(Source data begins)

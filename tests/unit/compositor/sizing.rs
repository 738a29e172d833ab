use super::*;

#[test]
fn hd_slide_lands_on_the_720p_tier() {
    assert_eq!(compute_layer_resolution(1280, 720), [1280, 720]);
}

#[test]
fn tiers_follow_the_scaled_size() {
    assert_eq!(compute_layer_resolution(100, 100), [960, 540]);
    assert_eq!(compute_layer_resolution(1066, 600), [960, 540]);
    assert_eq!(compute_layer_resolution(1920, 1080), [1920, 1080]);
    assert_eq!(compute_layer_resolution(2000, 1500), [2560, 1440]);
    assert_eq!(compute_layer_resolution(4000, 10), [3840, 2160]);
    assert_eq!(compute_layer_resolution(10, 1900), [3840, 2160]);
}

#[test]
fn layer_size_keeps_the_slide_aspect() {
    assert_eq!(compute_layer_size(2000, 1500), [1920, 1440]);
    assert_eq!(compute_layer_size(1280, 720), [1280, 720]);
    // Wider than 16:9.
    assert_eq!(compute_layer_size(1000, 200), [960, 192]);
}

#[test]
fn layer_size_never_exceeds_its_tier() {
    for (w, h) in [(640, 480), (1024, 768), (3000, 1000), (500, 4000), (7, 3)] {
        let [tw, th] = compute_layer_resolution(w, h);
        let [lw, lh] = compute_layer_size(w, h);
        assert!(lw <= tw && lh <= th, "{w}x{h}");
    }
}

#[test]
fn degenerate_slides_get_the_tier() {
    assert_eq!(compute_layer_size(0, 0), [960, 540]);
}
//! Owning handles for context objects.
//!
//! Each handle has exactly one owner and deletes its object when dropped. Dropping a handle after
//! its context has been disposed is a no-op, so teardown order never matters for correctness.

use crate::gpu::context::RenderContext;

macro_rules! gpu_handle {
    ($(#[$meta:meta])* $name:ident, $id:ident, $delete:ident) => {
        #[doc = concat!("Raw id of a [`", stringify!($name), "`].")]
        #[derive(Clone, Copy, Debug, PartialEq, Eq, Hash, PartialOrd, Ord)]
        pub struct $id(pub(crate) u32);

        $(#[$meta])*
        #[derive(Debug)]
        pub struct $name {
            ctx: RenderContext,
            id: $id,
        }

        impl $name {
            pub(crate) fn new(ctx: RenderContext, id: $id) -> Self {
                Self { ctx, id }
            }

            /// Raw id.
            pub fn id(&self) -> $id {
                self.id
            }
        }

        impl Drop for $name {
            fn drop(&mut self) {
                self.ctx.$delete(self.id);
            }
        }
    };
}

gpu_handle!(
    /// A linked shader program.
    GpuProgram,
    ProgramId,
    delete_program
);
gpu_handle!(
    /// A vertex array object recording attribute bindings.
    GpuVertexArray,
    VertexArrayId,
    delete_vertex_array
);
gpu_handle!(
    /// A vertex buffer.
    GpuBuffer,
    BufferId,
    delete_buffer
);
gpu_handle!(
    /// A 2-D RGBA texture.
    GpuTexture,
    TextureId,
    delete_texture
);
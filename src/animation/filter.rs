use crate::foundation::core::Rgba8Premul;

macro_rules! name_table {
    (
        $(#[$meta:meta])*
        $vis:vis enum $name:ident { $( $(#[$vmeta:meta])* $variant:ident => $text:literal ),+ $(,)? }
    ) => {
        $(#[$meta])*
        #[derive(Clone, Copy, Debug, PartialEq, Eq, Hash)]
        $vis enum $name {
            /// Sentinel for names missing from the table.
            Invalid,
            $( $(#[$vmeta])* $variant, )+
        }

        impl $name {
            const TABLE: &'static [(&'static str, $name)] = &[ $( ($text, $name::$variant), )+ ];

            /// Look a name up, ignoring ASCII case. Unknown names map to `Invalid`.
            pub fn from_name(name: &str) -> Self {
                let name = name.trim();
                Self::TABLE
                    .iter()
                    .find(|(text, _)| text.eq_ignore_ascii_case(name))
                    .map(|&(_, v)| v)
                    .unwrap_or(Self::Invalid)
            }

            /// Canonical document name (`"Invalid"` for the sentinel).
            pub fn name(self) -> &'static str {
                Self::TABLE
                    .iter()
                    .find(|&&(_, v)| v == self)
                    .map(|&(text, _)| text)
                    .unwrap_or("Invalid")
            }

            /// Every named variant, in table order.
            pub fn all() -> impl Iterator<Item = Self> {
                Self::TABLE.iter().map(|&(_, v)| v)
            }

            /// Return `true` for anything but the sentinel.
            pub fn is_valid(self) -> bool {
                self != Self::Invalid
            }
        }
    };
}

name_table! {
    /// Transition family as named by slide and animation metadata.
    pub enum TransitionType {
        /// Explicitly no transition.
        None => "None",
        /// Straight bar sweeping across the slide.
        BarWipe => "BarWipe",
        /// Rotating blades ("wheel").
        PinWheelWipe => "PinWheelWipe",
        /// Cover / uncover.
        SlideWipe => "SlideWipe",
        /// Random bars.
        RandomBarWipe => "RandomBarWipe",
        /// Checkerboard.
        CheckerBoardWipe => "CheckerBoardWipe",
        /// Four boxes ("plus").
        FourBoxWipe => "FourBoxWipe",
        /// Rectangular or diamond iris.
        IrisWipe => "IrisWipe",
        /// Fan ("wedge").
        FanWipe => "FanWipe",
        /// Venetian blinds.
        BlindsWipe => "BlindsWipe",
        /// Fades, optionally through a colour.
        Fade => "Fade",
        /// Random cell dissolve.
        Dissolve => "Dissolve",
        /// Barn door ("split").
        BarnDoorWipe => "BarnDoorWipe",
        /// Diagonal staircase ("diagonal").
        WaterfallWipe => "WaterfallWipe",
        /// Assorted shapes and 3-D scenes.
        MiscShapeWipe => "MiscShapeWipe",
        /// Zoom family ("news flash").
        Zoom => "Zoom",
        /// Circle and ellipse iris.
        EllipseWipe => "EllipseWipe",
        /// Push.
        PushWipe => "PushWipe",
    }
}

name_table! {
    /// Transition variant within a [`TransitionType`].
    pub enum TransitionSubType {
        /// Default variant.
        Default => "Default",
        /// Sweep from left to right.
        LeftToRight => "LeftToRight",
        /// Sweep from top to bottom.
        TopToBottom => "TopToBottom",
        /// One blade.
        OneBlade => "OneBlade",
        /// Two vertical blades.
        TwoBladeVertical => "TwoBladeVertical",
        /// Two horizontal blades.
        TwoBladeHorizontal => "TwoBladeHorizontal",
        /// Three blades.
        ThreeBlade => "ThreeBlade",
        /// Four blades.
        FourBlade => "FourBlade",
        /// Eight blades.
        EightBlade => "EightBlade",
        /// Vertical orientation.
        Vertical => "Vertical",
        /// Horizontal orientation.
        Horizontal => "Horizontal",
        /// Downward.
        Down => "Down",
        /// Across.
        Across => "Across",
        /// Corners inwards.
        CornersIn => "CornersIn",
        /// Corners outwards.
        CornersOut => "CornersOut",
        /// Rectangle.
        Rectangle => "Rectangle",
        /// Diamond.
        Diamond => "Diamond",
        /// Circle.
        Circle => "Circle",
        /// Anchored at the top centre.
        CenterTop => "CenterTop",
        /// Vertical, starting left.
        VerticalLeft => "VerticalLeft",
        /// Vertical, starting right.
        VerticalRight => "VerticalRight",
        /// Horizontal, starting left.
        HorizontalLeft => "HorizontalLeft",
        /// Horizontal, starting right.
        HorizontalRight => "HorizontalRight",
        /// Plain crossfade.
        CrossFade => "CrossFade",
        /// Fade to a colour, then to the entering slide.
        FadeToColor => "FadeToColor",
        /// Fade from a colour.
        FadeFromColor => "FadeFromColor",
        /// Fade over a colour.
        FadeOverColor => "FadeOverColor",
        /// Enter from the left edge.
        FromLeft => "FromLeft",
        /// Enter from the top edge.
        FromTop => "FromTop",
        /// Enter from the right edge.
        FromRight => "FromRight",
        /// Enter from the bottom edge.
        FromBottom => "FromBottom",
        /// Enter from the top-left corner.
        FromTopLeft => "FromTopLeft",
        /// Enter from the top-right corner.
        FromTopRight => "FromTopRight",
        /// Enter from the bottom-left corner.
        FromBottomLeft => "FromBottomLeft",
        /// Enter from the bottom-right corner.
        FromBottomRight => "FromBottomRight",
        /// Heart shape.
        Heart => "Heart",
        /// Rotate in while zooming.
        RotateIn => "RotateIn",
    }
}

/// Declared effect parameters, immutable once built.
#[derive(Clone, Copy, Debug, PartialEq)]
pub struct TransitionFilterInfo {
    /// Effect family.
    pub transition_type: TransitionType,
    /// Effect variant.
    pub subtype: TransitionSubType,
    /// `false` requests the effect's reverse direction.
    pub is_direction_forward: bool,
    /// `false` marks an exit ("out") effect.
    pub is_mode_in: bool,
    /// Colour used by fade-through-colour effects.
    pub fade_color: Option<Rgba8Premul>,
}

impl TransitionFilterInfo {
    /// Forward, entering variant of an effect without fade colour.
    pub fn new(transition_type: TransitionType, subtype: TransitionSubType) -> Self {
        Self {
            transition_type,
            subtype,
            is_direction_forward: true,
            is_mode_in: true,
            fade_color: None,
        }
    }

    /// Build from metadata strings. Unknown names become `Invalid`; a malformed colour is dropped.
    pub fn from_names(
        transition_type: &str,
        subtype: &str,
        is_direction_forward: bool,
        is_mode_in: bool,
        fade_color: Option<&str>,
    ) -> Self {
        let fade_color = fade_color.and_then(|s| match Rgba8Premul::from_hex(s) {
            Ok(c) => Some(c),
            Err(err) => {
                tracing::warn!(%err, "ignoring fade colour");
                None
            }
        });
        Self {
            transition_type: TransitionType::from_name(transition_type),
            subtype: TransitionSubType::from_name(subtype),
            is_direction_forward,
            is_mode_in,
            fade_color,
        }
    }

    /// Same effect with a different direction flag.
    pub fn with_direction(mut self, forward: bool) -> Self {
        self.is_direction_forward = forward;
        self
    }

    /// Same effect with a different mode flag.
    pub fn with_mode_in(mut self, mode_in: bool) -> Self {
        self.is_mode_in = mode_in;
        self
    }

    /// Fade colour, defaulting to opaque black.
    pub fn fade_color_or_black(&self) -> Rgba8Premul {
        self.fade_color.unwrap_or_else(Rgba8Premul::black)
    }
}

#[cfg(test)]
#[path = "../../tests/unit/animation/filter.rs"]
mod tests;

(Source data ends)

What you are asked to do: Within the data above, how many lines contain the word "family"? Write only the number.

Output of the exercise: 3